It's been over a week since Osama bin Laden was killed, and its taken me that long to reflect on the event. Not that I've been struggling over whether the world is a better place without him; it clearly is. But it is the manner of his death that has preoccupied me. There have been some Catholic clerics weighing in on bin Laden's death, and most have in some way echoed a Vatican official's comments that, while the action was justified considering the evil this man had perpetrated in the past and the threat to world peace he still posed, it shouldn't be taken as an opportunity to gloat, but rather to reflect. There has been some debate over the justification for killing bin Laden, considering conflicting reports that have him unarmed when the SEALs came charging into the house. Couldn't we have captured him? Some ask, though admittedly not many: was this really a just use of lethal force?
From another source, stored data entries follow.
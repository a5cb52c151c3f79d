//! Full pipeline over DataFrame-imported statements.

use approx::assert_relative_eq;
use fin_ratios::{
    AnalysisConfig, CompositeScore, FinancialStatement, IndustryBaseline, Metric, Pipeline,
    RatioError, StatementSet, StatementSource, chart::metric_charts, scoring::LIQUIDITY_CAP,
};
use polars::prelude::*;

fn balance_sheet() -> DataFrame {
    df![
        "index" => [
            "Total Current Assets",
            "Total Current Liabilities",
            "Inventory",
            "Net Receivables",
            "Total Assets",
            "Total Stockholder Equity",
        ],
        "2024-09-28 00:00:00" => [300.0, 150.0, 50.0, 80.0, 1000.0, 400.0],
        "2023-09-30 00:00:00" => [200.0, 120.0, 40.0, 60.0, 900.0, 380.0],
        "2022-09-24 00:00:00" => [100.0, 90.0, 30.0, 50.0, 800.0, 350.0],
        "2021-09-25 00:00:00" => [90.0, 80.0, 20.0, 40.0, 700.0, 300.0]
    ]
    .unwrap()
}

fn income_statement() -> DataFrame {
    df![
        "index" => ["Total Revenue", "Net Income", "Interest Expense", "Income Tax Expense"],
        "2024-09-28 00:00:00" => [730.0, 100.0, 20.0, 30.0],
        "2023-09-30 00:00:00" => [600.0, 90.0, 15.0, 25.0],
        "2022-09-24 00:00:00" => [500.0, 70.0, 10.0, 20.0]
    ]
    .unwrap()
}

fn cash_flow() -> DataFrame {
    df![
        "index" => ["Operating Cash Flow"],
        "2024-09-28 00:00:00" => [120.0],
        "2023-09-30 00:00:00" => [110.0]
    ]
    .unwrap()
}

fn statements(balance: DataFrame) -> StatementSet {
    StatementSet::new(
        FinancialStatement::from_frame(&balance, "index").unwrap(),
        FinancialStatement::from_frame(&income_statement(), "index").unwrap(),
        FinancialStatement::from_frame(&cash_flow(), "index").unwrap(),
    )
}

fn without(frame: DataFrame, label: &str) -> DataFrame {
    let mask = frame
        .column("index")
        .unwrap()
        .str()
        .unwrap()
        .into_iter()
        .map(|l| l != Some(label))
        .collect::<BooleanChunked>();
    frame.filter(&mask).unwrap()
}

#[test]
fn test_full_analysis() {
    let analysis = Pipeline::default()
        .run(&statements(balance_sheet()), 5)
        .unwrap();
    let metrics = analysis.metrics();

    // three common periods, most recent first
    let periods: Vec<String> = metrics.periods().iter().map(ToString::to_string).collect();
    assert_eq!(periods, ["2024-09-28", "2023-09-30", "2022-09-24"]);

    assert_relative_eq!(metrics.value(0, Metric::CurrentRatio).unwrap(), 2.0);
    assert_relative_eq!(metrics.value(0, Metric::QuickRatio).unwrap(), 250.0 / 150.0);
    // average current assets: 250, 150, 100
    assert_relative_eq!(metrics.value(0, Metric::CurrentAssetTurnover).unwrap(), 730.0 / 250.0);
    assert_relative_eq!(metrics.value(2, Metric::CurrentAssetTurnover).unwrap(), 5.0);
    assert_relative_eq!(metrics.value(0, Metric::DaysSalesOutstanding).unwrap(), 40.0);
    // derived liabilities 600, derived EBIT 150
    assert_relative_eq!(metrics.value(0, Metric::DebtRatio).unwrap(), 0.6);
    assert_relative_eq!(metrics.value(0, Metric::BasicEarningPower).unwrap(), 0.15);
    assert_relative_eq!(metrics.value(0, Metric::ReturnOnEquity).unwrap(), 0.25);
}

#[test]
fn test_lookback_limits_periods() {
    let analysis = Pipeline::default()
        .run(&statements(balance_sheet()), 2)
        .unwrap();
    assert_eq!(analysis.metrics().len(), 2);
    assert_eq!(analysis.statements().cash_flow().periods().len(), 2);
}

#[test]
fn test_no_common_periods() {
    let income = df![
        "index" => ["Total Revenue", "Net Income"],
        "2019-12-31" => [1.0, 1.0]
    ]
    .unwrap();
    let statements = StatementSet::new(
        FinancialStatement::from_frame(&balance_sheet(), "index").unwrap(),
        FinancialStatement::from_frame(&income, "index").unwrap(),
        FinancialStatement::from_frame(&cash_flow(), "index").unwrap(),
    );

    let err = Pipeline::default().run(&statements, 5).unwrap_err();
    assert!(matches!(err, RatioError::Alignment { .. }));
}

#[test]
fn test_missing_inventory_quick_equals_current() {
    let analysis = Pipeline::default()
        .run(&statements(without(balance_sheet(), "Inventory")), 5)
        .unwrap();
    let metrics = analysis.metrics();

    assert_eq!(
        metrics.series(Metric::QuickRatio),
        metrics.series(Metric::CurrentRatio)
    );
}

#[test]
fn test_missing_receivables_drops_dso() {
    let pipeline = Pipeline::default();
    let analysis = pipeline
        .run(&statements(without(balance_sheet(), "Net Receivables")), 5)
        .unwrap();

    assert!(analysis.metrics().is_undefined(Metric::DaysSalesOutstanding));
    assert!(metric_charts(analysis.metrics()).iter().all(|c| c.key != "dso"));
    assert!(analysis.score().efficiency.is_finite());

    let sheets = pipeline.report_sheets(&analysis).unwrap();
    let labels: Vec<Option<&str>> = sheets[0]
        .frame
        .column("Metric")
        .unwrap()
        .str()
        .unwrap()
        .into_iter()
        .collect();
    assert_eq!(labels.len(), 8);
    assert!(!labels.contains(&Some("Days Sales Outstanding")));

    let facts = pipeline.facts(&analysis);
    assert!(facts.iter().all(|f| f.metric != Metric::DaysSalesOutstanding));
}

#[test]
fn test_non_period_column_is_ignored() {
    let balance = balance_sheet()
        .hstack(&[Column::new("TTM".into(), vec![1.0; 6])])
        .unwrap();
    let analysis = Pipeline::default().run(&statements(balance), 5).unwrap();
    assert_eq!(analysis.metrics().len(), 3);
}

#[test]
fn test_missing_required_row_lists_available() {
    let err = Pipeline::default()
        .run(&statements(without(balance_sheet(), "Total Current Assets")), 5)
        .unwrap_err();

    assert!(matches!(err, RatioError::RequiredRowNotFound { .. }));
    let message = err.to_string();
    for label in [
        "Total Current Liabilities",
        "Inventory",
        "Net Receivables",
        "Total Assets",
        "Total Stockholder Equity",
    ] {
        assert!(message.contains(label), "{message}");
    }
}

#[test]
fn test_liquidity_capped() {
    let config = AnalysisConfig {
        baseline: IndustryBaseline {
            current_ratio: 0.2,
            quick_ratio: 0.1,
            ..IndustryBaseline::default()
        },
        ..AnalysisConfig::default()
    };
    let analysis = Pipeline::new(config)
        .run(&statements(balance_sheet()), 5)
        .unwrap();
    assert_eq!(analysis.score().liquidity, LIQUIDITY_CAP);
}

#[test]
fn test_self_baseline_parity() {
    let analysis = Pipeline::default()
        .run(&statements(balance_sheet()), 5)
        .unwrap();
    let baseline = IndustryBaseline::from_snapshot(analysis.latest());

    let rescored = Pipeline::new(AnalysisConfig {
        baseline,
        ..AnalysisConfig::default()
    })
    .run(&statements(balance_sheet()), 5)
    .unwrap();

    assert_eq!(*rescored.score(), CompositeScore::baseline());
}

struct Offline;

impl StatementSource for Offline {
    type Error = &'static str;

    fn fetch(&self, _ticker: &str) -> Result<StatementSet, Self::Error> {
        Err("connection refused")
    }
}

#[test]
fn test_source_failure_is_one_diagnostic() {
    let err = Pipeline::default().run_for(&Offline, "AAPL", 5).unwrap_err();
    assert_eq!(
        err.to_string(),
        "Failed to retrieve statements for AAPL: connection refused"
    );
}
My gut reaction was not not very theological to be honest; I simply didn't care how it was done, I was just content that it was finished. Osama bin Laden was a man of violence, an apostle of the the culture of death who got caught up in his own whirlwind of hate. It wasn't that he got what was coming to him, so much as he got what was going to get to him sooner or later. When Jesus told Peter that those who live by the sword die by the sword I don't believe he was making a sweeping pacifist statement, as many theologians today would claim. There is a legitimate right to self defense which the Church has always acknowledged in word and action (let's remember that the Swiss Guards don't carry water pistols). We live in a fallen world where not everyone wants to live in peace, and where some see those who do as weak and contemptuous. So we have guns and fighter planes and bombs while working for the day we never have to use them again. A perfect world? Not by a long shot, and all the protests and binding resolutions won't make it so.
So what does Jesus mean by warning Peter not to live by the sword? I believe Jesus was speaking of those who make violence a way of life, who have adopted the ways of war and terror as their primary option when faced with conflict and injustice. They unleash powers beyond their control, because once the cycle of violence has been started no one knows where it will end. War can make good people do evil things because nothing ever goes by plan once the bullets start flying. While we were justified in going to war with the Axis Powers in World War II, and I don't believe there is a moral equivalency between the two sides, we shouldn't think atrocities weren't committed all around.
I met a man recently who was in Vietnam who told a story I shall not repeat in detail here. Even though it wasn't a confession; the man didn't know I was a priest when he told me the story, I'm not sure I can get myself to type the words. It was a story of revenge and murder on a large scale. By the time he came home after his tour of duty he had already lost God, abandoning himself to a life of dissolute living. It was years before he could come to grips with what had happened on that dark night half a world away. He eventually found Christ again, and now dedicates his time and money to helping at risk youth. Even though he didn't say it, I knew it was his way of trying to make amends for the sins of his past life. This is a good, decent man who willingly participated in a horrendous thing. If but for the scourge of war this nightmarish detour in his life wouldn't have happened.
War destroys and perverts innocent lives, but for those who are the masters of war the end often comes swiftly and unprovided for. Whether it's Hitler in his bunker, Mussolini being hung upside down in the city square or bin Laden in his hideout last Sunday, there is usually no trial, no due process, no peace. In these cases we have the forces that were unleashed by their hatred eventually coming back to visit them. Is this God's vengeance? I would say it's closer to what Eastern religions call karma. More precisely it's natures way; the type of end that comes to a person who makes living by the sword his defining habit.
Does this mean we shouldn't question the means used to bring bin Laden to his final end? No it doesn't. We should never lower ourselves to the level of the unjust aggressor, and always strive for greater justice. I must admit that my initial reaction was not the right one. But I still can't say that I lament this man's passing either. He set upon a course long ago that only had one logical conclusion; the question was only from what direction the bullet was going to come from.